**TO DO**:
Go line by line through the entries and show those that hold the string "CommandDescriptor".

[Stored data]
..............................

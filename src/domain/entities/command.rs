use std::fmt;
use std::sync::Arc;

use async_trait::async_trait;

use crate::application::context::CommandContext;
use crate::application::errors::CommandError;

/// Separator used to pack alternative names into a single pattern
pub const PATTERN_SEPARATOR: char = '|';

/// Static description of one registered command
#[derive(Debug, Clone, PartialEq, Eq)]
pub struct CommandDescriptor {
    pub pattern: String,
    pub aliases: Vec<String>,
    pub category: Option<String>,
    pub description: Option<String>,
    pub usage: Option<String>,
    /// Emoji reaction sent on the triggering message before the handler runs
    pub react: Option<String>,
    pub suppress_from_menu: bool,
}

impl CommandDescriptor {
    pub fn new(pattern: impl Into<String>) -> Self {
        Self {
            pattern: pattern.into(),
            aliases: Vec::new(),
            category: None,
            description: None,
            usage: None,
            react: None,
            suppress_from_menu: false,
        }
    }

    pub fn with_aliases<I, S>(mut self, aliases: I) -> Self
    where
        I: IntoIterator<Item = S>,
        S: Into<String>,
    {
        self.aliases = aliases.into_iter().map(Into::into).collect();
        self
    }

    pub fn with_category(mut self, category: impl Into<String>) -> Self {
        self.category = Some(category.into());
        self
    }

    pub fn with_description(mut self, desc: impl Into<String>) -> Self {
        self.description = Some(desc.into());
        self
    }

    pub fn with_usage(mut self, usage: impl Into<String>) -> Self {
        self.usage = Some(usage.into());
        self
    }

    pub fn with_react(mut self, emoji: impl Into<String>) -> Self {
        self.react = Some(emoji.into());
        self
    }

    pub fn hidden(mut self) -> Self {
        self.suppress_from_menu = true;
        self
    }

    /// First `|`-separated token of the pattern
    pub fn primary_name(&self) -> &str {
        self.pattern
            .split(PATTERN_SEPARATOR)
            .next()
            .unwrap_or(&self.pattern)
    }

    /// Every name this command answers to: the full pattern, each pattern
    /// token, then the aliases, in that order
    pub fn names(&self) -> impl Iterator<Item = &str> {
        let tokens = self
            .pattern
            .contains(PATTERN_SEPARATOR)
            .then(|| self.pattern.split(PATTERN_SEPARATOR))
            .into_iter()
            .flatten();

        std::iter::once(self.pattern.as_str())
            .chain(tokens)
            .chain(self.aliases.iter().map(String::as_str))
            .filter(|name| !name.is_empty())
    }

    pub fn matches(&self, input: &str) -> bool {
        self.names().any(|name| name == input)
    }
}

/// Async body of a command
#[async_trait]
pub trait CommandHandler: Send + Sync {
    async fn handle(&self, ctx: CommandContext) -> Result<(), CommandError>;
}

/// A descriptor bound to its handler
#[derive(Clone)]
pub struct Command {
    pub descriptor: CommandDescriptor,
    handler: Arc<dyn CommandHandler>,
}

impl Command {
    pub fn new<H: CommandHandler + 'static>(descriptor: CommandDescriptor, handler: H) -> Self {
        Self {
            descriptor,
            handler: Arc::new(handler),
        }
    }

    pub fn from_shared(descriptor: CommandDescriptor, handler: Arc<dyn CommandHandler>) -> Self {
        Self { descriptor, handler }
    }

    pub fn pattern(&self) -> &str {
        &self.descriptor.pattern
    }

    pub async fn invoke(&self, ctx: CommandContext) -> Result<(), CommandError> {
        self.handler.handle(ctx).await
    }
}

impl fmt::Debug for Command {
    fn fmt(&self, f: &mut fmt::Formatter<'_>) -> fmt::Result {
        f.debug_struct("Command")
            .field("descriptor", &self.descriptor)
            .finish_non_exhaustive()
    }
}

/// Ordered, append-only list of registered commands
#[derive(Debug, Default, Clone)]
pub struct CommandRegistry {
    commands: Vec<Command>,
}

impl CommandRegistry {
    pub fn new() -> Self {
        Self::default()
    }

    pub fn register(&mut self, command: Command) {
        tracing::debug!("Registered command: {}", command.pattern());
        self.commands.push(command);
    }

    pub fn extend(&mut self, commands: impl IntoIterator<Item = Command>) {
        for command in commands {
            self.register(command);
        }
    }

    pub fn get(&self, index: usize) -> Option<&Command> {
        self.commands.get(index)
    }

    /// Linear scan in registration order; the dispatch path uses `HandlerTable`
    pub fn find(&self, input: &str) -> Option<&Command> {
        self.commands.iter().find(|c| c.descriptor.matches(input))
    }

    pub fn all(&self) -> impl Iterator<Item = &Command> {
        self.commands.iter()
    }

    pub fn descriptors(&self) -> impl Iterator<Item = &CommandDescriptor> {
        self.commands.iter().map(|c| &c.descriptor)
    }

    pub fn len(&self) -> usize {
        self.commands.len()
    }

    pub fn is_empty(&self) -> bool {
        self.commands.is_empty()
    }
}
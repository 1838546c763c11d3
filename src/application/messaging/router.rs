//! Interaction router - resolves navigation selections to command handlers

use std::collections::HashMap;
use std::sync::Arc;

use crate::application::context::CommandContext;
use crate::application::errors::CommandError;
use crate::domain::entities::navigation::CATEGORY_MENU_SUFFIX;
use crate::domain::entities::{Command, CommandRegistry, Message};
use crate::domain::traits::Bot;

/// Name-to-handler index over one registry snapshot.
///
/// Built once per snapshot. When two commands claim the same key the one
/// registered first keeps it.
#[derive(Debug)]
pub struct HandlerTable {
    registry: Arc<CommandRegistry>,
    /// Full pattern strings only
    by_pattern: HashMap<String, usize>,
    /// Full patterns, pattern tokens and aliases
    by_name: HashMap<String, usize>,
}

impl HandlerTable {
    pub fn new(registry: Arc<CommandRegistry>) -> Self {
        let mut by_pattern = HashMap::new();
        let mut by_name = HashMap::new();

        for (index, command) in registry.all().enumerate() {
            let descriptor = &command.descriptor;
            if descriptor.pattern.is_empty() {
                continue;
            }
            by_pattern.entry(descriptor.pattern.clone()).or_insert(index);
            for name in descriptor.names() {
                by_name.entry(name.to_string()).or_insert(index);
            }
        }

        Self { registry, by_pattern, by_name }
    }

    pub fn registry(&self) -> &Arc<CommandRegistry> {
        &self.registry
    }

    pub fn by_pattern(&self, pattern: &str) -> Option<&Command> {
        self.by_pattern.get(pattern).and_then(|&i| self.registry.get(i))
    }

    pub fn by_name(&self, name: &str) -> Option<&Command> {
        self.by_name.get(name).and_then(|&i| self.registry.get(i))
    }
}

/// Outcome of routing one selection event
#[derive(Debug, Clone, PartialEq, Eq)]
pub enum RouteOutcome {
    /// No handler matched; nothing was invoked
    Unhandled,
    /// The handler registered under `pattern` was invoked
    Routed { pattern: String },
}

/// Stateless router for selection events
pub struct InteractionRouter {
    table: Arc<HandlerTable>,
    prefix: String,
}

impl InteractionRouter {
    pub fn new(table: Arc<HandlerTable>, prefix: impl Into<String>) -> Self {
        Self {
            table,
            prefix: prefix.into(),
        }
    }

    /// Find the handler for a selection id; first matching rule wins.
    ///
    /// 1. Ids ending in `-menu` match a full pattern after removing the prefix.
    /// 2. Prefixed ids match a pattern, pattern token or alias.
    /// 3. Anything else is unhandled.
    pub fn resolve(&self, selection_id: &str) -> Option<&Command> {
        if selection_id.ends_with(CATEGORY_MENU_SUFFIX) {
            let pattern = if self.prefix.is_empty() {
                selection_id.to_string()
            } else {
                selection_id.replacen(&self.prefix, "", 1)
            };
            return self.table.by_pattern(&pattern);
        }

        let name = selection_id.strip_prefix(self.prefix.as_str())?;
        self.table.by_name(name)
    }

    /// Resolve and invoke. Handler failures are logged and swallowed.
    pub async fn route(&self, event: &Message, selection_id: &str, bot: Arc<dyn Bot>) -> RouteOutcome {
        let Some(command) = self.resolve(selection_id) else {
            tracing::debug!("[{}] Unhandled selection: {}", event.chat_id, selection_id);
            return RouteOutcome::Unhandled;
        };

        let pattern = command.pattern().to_string();
        let ctx = CommandContext::new(event, Vec::new(), self.prefix.clone(), Arc::clone(self.table.registry()), bot);

        tracing::info!("[{}] Selection {} -> {}", event.chat_id, selection_id, pattern);
        if let Err(e) = run_handler(command.clone(), ctx).await {
            tracing::error!("Selection handler '{}' failed: {}", pattern, e);
        }

        RouteOutcome::Routed { pattern }
    }
}

/// Run a handler on its own task so that a panic is reported as an error
/// instead of unwinding into the caller
pub async fn run_handler(command: Command, ctx: CommandContext) -> Result<(), CommandError> {
    let pattern = command.pattern().to_string();
    match tokio::spawn(async move { command.invoke(ctx).await }).await {
        Ok(result) => result,
        Err(e) => Err(CommandError::ExecutionFailed(format!("handler '{}' aborted: {}", pattern, e))),
    }
}
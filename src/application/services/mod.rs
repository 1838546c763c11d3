//! Application services - Business logic orchestration

pub mod chat_workers;
pub mod command_service;
pub mod message_service;

pub use chat_workers::ChatWorkers;
pub use command_service::CommandService;
pub use message_service::MessageService;
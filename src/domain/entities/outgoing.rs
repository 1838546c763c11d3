use serde::{Deserialize, Serialize};

use super::NavigationPayload;

/// Media attached to an outgoing message, referenced by URL
#[derive(Debug, Clone, PartialEq, Eq, Serialize, Deserialize)]
#[serde(tag = "kind", rename_all = "snake_case")]
pub enum Attachment {
    Image { url: String },
    /// Sent as a voice note when `ptt` is set
    Audio { url: String, mimetype: String, ptt: bool },
}

/// A message to be delivered into one conversation
#[derive(Debug, Clone, Default, PartialEq, Eq, Serialize, Deserialize)]
pub struct OutgoingMessage {
    /// Body text, or the caption when an attachment is present
    pub text: String,
    #[serde(skip_serializing_if = "Option::is_none")]
    pub attachment: Option<Attachment>,
    #[serde(skip_serializing_if = "Option::is_none")]
    pub navigation: Option<NavigationPayload>,
    #[serde(default, skip_serializing_if = "Vec::is_empty")]
    pub mentions: Vec<String>,
    /// Id of the message being replied to
    #[serde(skip_serializing_if = "Option::is_none")]
    pub quoted: Option<String>,
}

impl OutgoingMessage {
    pub fn text(text: impl Into<String>) -> Self {
        Self {
            text: text.into(),
            ..Self::default()
        }
    }

    pub fn with_attachment(mut self, attachment: Attachment) -> Self {
        self.attachment = Some(attachment);
        self
    }

    pub fn with_navigation(mut self, navigation: NavigationPayload) -> Self {
        self.navigation = Some(navigation);
        self
    }

    pub fn with_mention(mut self, jid: impl Into<String>) -> Self {
        self.mentions.push(jid.into());
        self
    }

    pub fn quoting(mut self, message_id: Option<String>) -> Self {
        self.quoted = message_id;
        self
    }
}
//! Menu plugin - top-level command menu and per-category sub-menus

use std::collections::BTreeSet;
use std::sync::Arc;
use std::time::{Duration, Instant};

use async_trait::async_trait;

use crate::application::context::CommandContext;
use crate::application::errors::{BotError, CommandError};
use crate::application::menu::classifier::CATEGORY_GLYPHS;
use crate::application::menu::{build_menu, build_sub_menu, normalize, stylize, MenuHeader, MenuModel};
use crate::domain::entities::navigation::CATEGORY_MENU_SUFFIX;
use crate::domain::entities::user::jid_local_part;
use crate::domain::entities::{Attachment, Command, CommandDescriptor, CommandHandler, CommandRegistry, OutgoingMessage};
use crate::infrastructure::config::Config;
use crate::plugins::trait_def::Plugin;

/// Name of the top-level menu command
pub const MENU_COMMAND: &str = "meu";
pub const MENU_ALIAS: &str = "allmeu";
const MENU_CATEGORY: &str = "menu";

/// Static presentation settings for the menu
#[derive(Debug, Clone)]
pub struct MenuSettings {
    pub brand: String,
    pub owner: String,
    pub mode: String,
    pub developer: String,
    pub version: String,
    pub image_url: String,
    pub audio_url: Option<String>,
    pub audio_delay: Duration,
}

impl MenuSettings {
    pub fn from_config(config: &Config) -> Self {
        Self {
            brand: config.bot.name.clone(),
            owner: config.bot.owner_name.clone(),
            mode: config.bot.mode.clone(),
            developer: config.bot.developer.clone(),
            version: config.bot.version.clone(),
            image_url: config.menu.image_url.clone(),
            audio_url: config.menu.audio_url.clone().filter(|u| !u.is_empty()),
            audio_delay: Duration::from_millis(config.menu.audio_delay_ms),
        }
    }

    pub fn header(&self, user: &str, runtime: Duration, prefix: &str, plugins: usize) -> MenuHeader {
        MenuHeader {
            brand: self.brand.clone(),
            user: jid_local_part(user).to_string(),
            runtime: format_uptime(runtime),
            mode: self.mode.clone(),
            prefix: prefix.to_string(),
            owner: self.owner.clone(),
            plugins,
            developer: self.developer.clone(),
            version: self.version.clone(),
        }
    }

    /// Footer shown under every sub-menu
    pub fn footer(&self) -> String {
        format!("{} BOT", self.brand.to_uppercase())
    }
}

/// `3725s` -> `1h 2m 5s`
pub fn format_uptime(elapsed: Duration) -> String {
    let secs = elapsed.as_secs();
    format!("{}h {}m {}s", secs / 3600, (secs % 3600) / 60, secs % 60)
}

pub struct MenuPlugin {
    settings: Arc<MenuSettings>,
    started_at: Instant,
}

impl MenuPlugin {
    pub fn new(settings: MenuSettings, started_at: Instant) -> Self {
        Self {
            settings: Arc::new(settings),
            started_at,
        }
    }

    /// Categories that get a `<category>-menu` command: every key of the
    /// glyph table plus every named category already registered
    fn sub_menu_categories(registered: &CommandRegistry) -> BTreeSet<String> {
        let mut categories: BTreeSet<String> = CATEGORY_GLYPHS.iter().map(|(key, _)| key.to_string()).collect();
        categories.extend(
            registered
                .descriptors()
                .filter_map(|d| d.category.as_deref())
                .map(normalize)
                .filter(|key| !key.is_empty()),
        );
        categories
    }
}

impl Plugin for MenuPlugin {
    fn name(&self) -> &str {
        "menu"
    }

    fn description(&self) -> &str {
        "Command menu with category navigation"
    }

    fn commands(&self, registered: &CommandRegistry) -> Vec<Command> {
        let mut commands = vec![Command::new(
            CommandDescriptor::new(MENU_COMMAND)
                .with_aliases([MENU_ALIAS])
                .with_description("Show all bot commands")
                .with_category(MENU_CATEGORY)
                .with_react("👌"),
            MainMenu {
                settings: Arc::clone(&self.settings),
                started_at: self.started_at,
            },
        )];

        for category in Self::sub_menu_categories(registered) {
            commands.push(Command::new(
                CommandDescriptor::new(format!("{}{}", category, CATEGORY_MENU_SUFFIX))
                    .with_description(format!("Show {} commands", category))
                    .with_category(MENU_CATEGORY),
                SubMenu {
                    category,
                    footer: self.settings.footer(),
                },
            ));
        }

        commands
    }
}

struct MainMenu {
    settings: Arc<MenuSettings>,
    started_at: Instant,
}

impl MainMenu {
    async fn show(&self, ctx: &CommandContext) -> Result<(), BotError> {
        let header = self.settings.header(&ctx.sender, self.started_at.elapsed(), &ctx.prefix, ctx.registry.len());
        let menu = build_menu(ctx.registry.descriptors(), &ctx.prefix, &header);

        let message = OutgoingMessage::text(menu.text)
            .with_attachment(Attachment::Image { url: self.settings.image_url.clone() })
            .with_navigation(menu.navigation)
            .with_mention(ctx.sender.clone());
        ctx.send(message).await?;

        if let Some(url) = &self.settings.audio_url {
            tokio::time::sleep(self.settings.audio_delay).await;
            let voice = OutgoingMessage::default()
                .with_attachment(Attachment::Audio {
                    url: url.clone(),
                    mimetype: "audio/mp4".to_string(),
                    ptt: true,
                })
                .with_mention(ctx.sender.clone());
            ctx.send(voice).await?;
        }

        Ok(())
    }
}

#[async_trait]
impl CommandHandler for MainMenu {
    async fn handle(&self, ctx: CommandContext) -> Result<(), CommandError> {
        if let Err(e) = self.show(&ctx).await {
            tracing::error!("Menu error: {}", e);
            ctx.reply(format!(
                "❌ {}: Failed to show menu. Try again.\n{}: {}",
                stylize("Error"),
                stylize("Details"),
                e
            ))
            .await?;
        }
        Ok(())
    }
}

struct SubMenu {
    category: String,
    footer: String,
}

#[async_trait]
impl CommandHandler for SubMenu {
    async fn handle(&self, ctx: CommandContext) -> Result<(), CommandError> {
        let model = MenuModel::aggregate(ctx.registry.descriptors());

        let Some(commands) = model.commands(&self.category) else {
            ctx.reply(format!("❌ {}: Category \"{}\" not found.", stylize("Error"), self.category))
                .await?;
            return Ok(());
        };

        let menu = build_sub_menu(&self.category, commands, &ctx.prefix, &self.footer, MENU_COMMAND);
        let message = OutgoingMessage::text(menu.text).with_navigation(menu.navigation);

        if let Err(e) = ctx.send(message).await {
            tracing::error!("Sub-menu error: {}", e);
            ctx.reply(format!(
                "❌ {}: Failed to show {} menu. Try again.",
                stylize("Error"),
                self.category
            ))
            .await?;
        }
        Ok(())
    }
}

#[cfg(test)]
mod tests {
    use super::*;

    #[test]
    fn uptime_format() {
        assert_eq!(format_uptime(Duration::from_secs(0)), "0h 0m 0s");
        assert_eq!(format_uptime(Duration::from_secs(3725)), "1h 2m 5s");
        assert_eq!(format_uptime(Duration::from_secs(90_061)), "25h 1m 1s");
    }

    #[test]
    fn registers_sub_menus_for_table_and_registered_categories() {
        let plugin = MenuPlugin::new(MenuSettings::from_config(&Config::default()), Instant::now());

        let mut registered = CommandRegistry::new();
        registered.register(Command::new(
            CommandDescriptor::new("quote").with_category("Quotes Menu"),
            SubMenu { category: String::new(), footer: String::new() },
        ));
        registered.register(Command::new(
            CommandDescriptor::new("blank").with_category("   "),
            SubMenu { category: String::new(), footer: String::new() },
        ));

        let commands = plugin.commands(&registered);
        let patterns: Vec<&str> = commands.iter().map(|c| c.pattern()).collect();

        assert_eq!(patterns[0], MENU_COMMAND);
        assert!(patterns.contains(&"quotes-menu"));
        assert!(patterns.contains(&"sticker-menu"));
        assert!(patterns.contains(&"menu-menu"));
        assert!(!patterns.contains(&"-menu"));
        assert!(commands.iter().all(|c| c.descriptor.category.as_deref() == Some("menu")));
    }
}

..............................

**EXERCISE ANSWER**:
pub struct CommandDescriptor {
impl CommandDescriptor {
    pub descriptor: CommandDescriptor,
    pub fn new<H: CommandHandler + 'static>(descriptor: CommandDescriptor, handler: H) -> Self {
    pub fn from_shared(descriptor: CommandDescriptor, handler: Arc<dyn CommandHandler>) -> Self {
    pub fn descriptors(&self) -> impl Iterator<Item = &CommandDescriptor> {
use crate::domain::entities::{Attachment, Command, CommandDescriptor, CommandHandler, CommandRegistry, OutgoingMessage};
            CommandDescriptor::new(MENU_COMMAND)
                CommandDescriptor::new(format!("{}{}", category, CATEGORY_MENU_SUFFIX))
            CommandDescriptor::new("quote").with_category("Quotes Menu"),
            CommandDescriptor::new("blank").with_category("   "),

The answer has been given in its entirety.